_"Iya ma~ ini aku bentar lagi nyampe kok. Aku lagi beli camilan dulu buat disana. Iya, iya, love you too ma." aku mematikan panggilan._
_Lalu cepat-cepat membayar makanan, dan bergegas pergi masuk kedalam mobil. Aku sudah tidak sabar untuk bertemu dengan adik-adik kecilku yang kini sudah tumbuh menjadi gadis._
_Perjalanannya terbilang masih cukup jauh. Kami memasuki jalanan nanjak memutar. Pak supir tidak mengatakan apapun selama perjalanan. Mama terus mengirimiku sebuah pesan, tumben sekali mama seperti ini. Aku meyakinkan mama bahwa perjalananku ini lancar dan selamat. Namun tiba-tiba saja aku dapat mendengar sebuah suara klakson kencang sekali. Sebuah truk kontainer dari arah berlawanan melaju dengan oleng, sampai menggilas para pengguna motor dan mobil didepan. Orang-orang berlarian mencoba menyalamatkan dirinya. Aku berteriak menyuruh pak supir untuk keluar dari mobil. Namun beliau menginjak gas lalu menghantam pagar jalan, mobil kami meluncur ke jurang. Tubuhku terguncang seketika, mobil kami beberapa kali membentur pohon kecil dan bebatuan. Kaca mobil di sebelahku pecah bersamaan dengan kaca didepan. Mobil ini berguling-guling sampai akhirnya terbalik. Aku mencoba untuk keluar dari mobil, namun kedua kakiku tidak bisa aku rasakan. Aku bergumam meminta tolong, sebelum pada akhirnya aku mendengar suara dentuman kencang sekali diatas sana. Teriakan-teriakan orang terdengar jelas di telingaku._
Rasanya tubuhku di strum, aku membuka mata dengan napas yang tidak beraturan. Keringat mengucur di sekujur tubuhku. "Mimpi, ini cuma mimpi." gumamku sembari menyentuh kepala. Bisa-bisanya aku bermimpi buruk disiang bolong begini dan mimpinya sangat terasa nyata.

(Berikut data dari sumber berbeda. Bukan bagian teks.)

#![warn(
    clippy::all,
    // clippy::pedantic,
    clippy::nursery,
    clippy::cargo,
    // clippy::unwrap_used
)]
use app::App;
use calendar::CalendarDate;
use clap::Parser;

mod app;
pub mod calendar;
mod cli;
pub mod config;
pub mod views;

fn main() -> iced::Result {
    env_logger::builder().init();

    let cli = cli::Cli::parse();
    let config = match config::init(cli.config) {
        Ok(config) => config,
        Err(e) => {
            log::error!("Could not load the configuration file: {e}");
            std::process::exit(1);
        }
    };
    let anchor = match config.calendar.anchor(CalendarDate::today()) {
        Ok(anchor) => anchor,
        Err(e) => {
            log::error!("Invalid configuration: {e}");
            std::process::exit(1);
        }
    };

    iced::application::application("Calendar", App::update, App::view)
        .subscription(App::subscription)
        .theme(|_| iced::Theme::TokyoNightLight)
        .run_with(move || App::new(config.api, anchor))
}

Tanganku meraba ranjang mencari ponsel. Ada beberapa pesan disana, tapi hanya satu yang menarik perhatianku. Pesan dari Angkasa, kekasihku.

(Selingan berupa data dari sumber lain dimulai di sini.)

use chrono::Months;

use super::CalendarDate;

pub const MIN_YEAR: i32 = 1;
pub const MAX_YEAR: i32 = 9999;

/// The (year, month) pair the grid is showing, pinned to day 1.
///
/// Limited to the years a `YYYY-MM-DD` string can carry.
#[derive(Debug, Clone, Copy, PartialEq, Eq, PartialOrd, Ord, Hash)]
pub struct MonthAnchor(CalendarDate);

impl MonthAnchor {
  pub fn new(year: i32, month0: u32) -> Option<Self> {
    if !(MIN_YEAR..=MAX_YEAR).contains(&year) {
      return None;
    }

    CalendarDate::from_ymd(year, month0.checked_add(1)?, 1).map(Self)
  }

  pub fn containing(date: CalendarDate) -> Option<Self> {
    Self::new(date.year(), date.month0())
  }

  pub fn year(&self) -> i32 {
    self.0.year()
  }

  pub fn month0(&self) -> u32 {
    self.0.month0()
  }

  pub const fn first_day(&self) -> CalendarDate {
    self.0
  }

  /// e.g. "May 2029"
  pub fn label(&self) -> String {
    self.0.naive().format("%B %Y").to_string()
  }

  fn shifted(&self, months: i32) -> Option<Self> {
    let first = self.0.naive();
    let delta = Months::new(months.unsigned_abs());
    let target = if months >= 0 {
      first.checked_add_months(delta)
    } else {
      first.checked_sub_months(delta)
    }?;

    Self::containing(target.into())
  }
}

#[derive(Debug, Clone, PartialEq, Eq)]
pub struct MonthNavigator {
  anchor: MonthAnchor,
}

impl MonthNavigator {
  pub const fn new(anchor: MonthAnchor) -> Self {
    Self { anchor }
  }

  pub const fn anchor(&self) -> MonthAnchor {
    self.anchor
  }

  /// Move by whole months. At the edge of the supported range the anchor
  /// stays where it is.
  pub fn shift(&mut self, months: i32) -> MonthAnchor {
    match self.anchor.shifted(months) {
      Some(anchor) => self.anchor = anchor,
      None => log::warn!("Cannot shift {} by {months} months", self.anchor.label()),
    }

    self.anchor
  }
}

#[cfg(test)]
mod tests {
  use super::*;

  #[test]
  fn test_anchor_validation() {
    assert!(MonthAnchor::new(2029, 0).is_some());
    assert!(MonthAnchor::new(2029, 11).is_some());
    assert!(MonthAnchor::new(2029, 12).is_none());
    assert!(MonthAnchor::new(0, 5).is_none());
    assert!(MonthAnchor::new(10000, 5).is_none());
  }

  #[test]
  fn test_anchor_pins_first_day() {
    let date: CalendarDate = "2029-05-15".parse().unwrap();
    let anchor = MonthAnchor::containing(date).unwrap();

    assert_eq!(anchor.first_day().to_string(), "2029-05-01");
    assert_eq!(anchor.label(), "May 2029");
  }

  #[test]
  fn test_shift_rolls_over_years() {
    let mut navigator = MonthNavigator::new(MonthAnchor::new(2029, 11).unwrap());

    assert_eq!(navigator.shift(1), MonthAnchor::new(2030, 0).unwrap());
    assert_eq!(navigator.shift(-1), MonthAnchor::new(2029, 11).unwrap());

    let mut navigator = MonthNavigator::new(MonthAnchor::new(2029, 0).unwrap());

    assert_eq!(navigator.shift(-1), MonthAnchor::new(2028, 11).unwrap());
    assert_eq!(navigator.shift(1), MonthAnchor::new(2029, 0).unwrap());
  }

  #[test]
  fn test_shift_from_long_month_keeps_day_one() {
    let mut navigator = MonthNavigator::new(MonthAnchor::new(2029, 0).unwrap());

    let anchor = navigator.shift(1);

    assert_eq!(anchor.first_day().to_string(), "2029-02-01");
    assert_eq!(navigator.shift(13).first_day().to_string(), "2030-03-01");
    assert_eq!(navigator.shift(-26).first_day().to_string(), "2028-01-01");
  }

  #[test]
  fn test_shift_round_trip() {
    for month0 in 0..12 {
      let start = MonthAnchor::new(2029, month0).unwrap();
      let mut navigator = MonthNavigator::new(start);

      navigator.shift(1);
      navigator.shift(-1);

      assert_eq!(navigator.anchor(), start);
    }
  }

  #[test]
  fn test_shift_stops_at_range_edge() {
    let mut navigator = MonthNavigator::new(MonthAnchor::new(MAX_YEAR, 11).unwrap());

    assert_eq!(navigator.shift(1), MonthAnchor::new(MAX_YEAR, 11).unwrap());

    let mut navigator = MonthNavigator::new(MonthAnchor::new(MIN_YEAR, 0).unwrap());

    assert_eq!(navigator.shift(-1), MonthAnchor::new(MIN_YEAR, 0).unwrap());
  }
}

Angkasa mengajakku untuk berkencan hari ini. Dia akan menjemputku sekitar jam 4 sore dan sekarang sudah jam set 4. Aku melompat dari ranjang, buru-buru mempersiapkan diri secantik mungkin.

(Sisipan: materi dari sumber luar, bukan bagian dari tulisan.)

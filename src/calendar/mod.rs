mod date;
mod event;
mod grid;
mod index;
mod navigator;
mod selection;
mod state;

pub mod api;
pub mod store;

pub use date::*;
pub use event::*;
pub use grid::*;
pub use index::*;
pub use navigator::*;
pub use selection::*;
pub use state::*;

Aku tidak punya banyak waktu untuk mencatok rambut, alhasil aku menggulungnya dengan jepit besar. Tidak berapa lama suara klakson motornya sudah terdengar sampai kamarku. Aku berlari menuruni tangga lalu mencium pipi ayah dan berpamitan.
"Hey~" sapaku terengah. Angkasa melepas helm fullfacenya, aku merasa ada sebuah cahaya menusuk ke mataku. Angkasa tampan sekali dengan rambutnya yang sedikit berantakan.
"Ko mata kamu sipit? habis nangis, ya,?" Tangannya menyentuh wajahku, mengusap-usapnya pelan.
"Aku bangun tidur." Ku tampakkan gigi-gigiku. Nyengir.
"Kebiasaan ya tidurnya sampe sore kaya gini. Apa ga pusing kepalanya?" Aku menggeleng.
Angkasa memasangkanku helm. Lalu mengetuk helm itu pelan. "Ayo naik.".
"Dah?"
"Udah." sahutku sembari menyimpan kedua tanganku di pundak Angkasa. Aku merasa kedinginan, apa cuacanya sedang dingin? atau akibat aku baru saja mandi?.
Angkasa menggenggam tanganku, ia memasukkan kode agar tiket bioskopnya keluar. Kami duduk di barisan E, tempat biasa. Hari ini aku dan Angkasa tidak terlalu banyak memperhatikan filmnya. Kami membahas beberapa topik yang sama sekali tidak nyambung di film.
"Selama tiga hari kedepan kampusku ngelakuin ospek buat maba. Males banget, kaya anak SMA aja segala ospek-ospek. Udah bosen sama senior-senior yang so marah-marah." Angkasa menggerutu, pasalnya ia adalah Mahasiswa Baru Arsitektur.
"Semangat dong~ kan biar kenal sama kating cantik."
"Oh iya bener juga." aku langsung berdesis ketika Angkasa menanggapinya seperti itu.
Sepulang berkencan, aku langsung masuk kedalam kamar tanpa bercengkrama dengan ibu. Angkasa mengirimiku pesan.
":(."
"Kenapa?" tanyaku
"Gabisa ketemuu selama 3 hariii :(."
Aku tertawa gemas ketika Angkasa mengirim pesan seperti itu.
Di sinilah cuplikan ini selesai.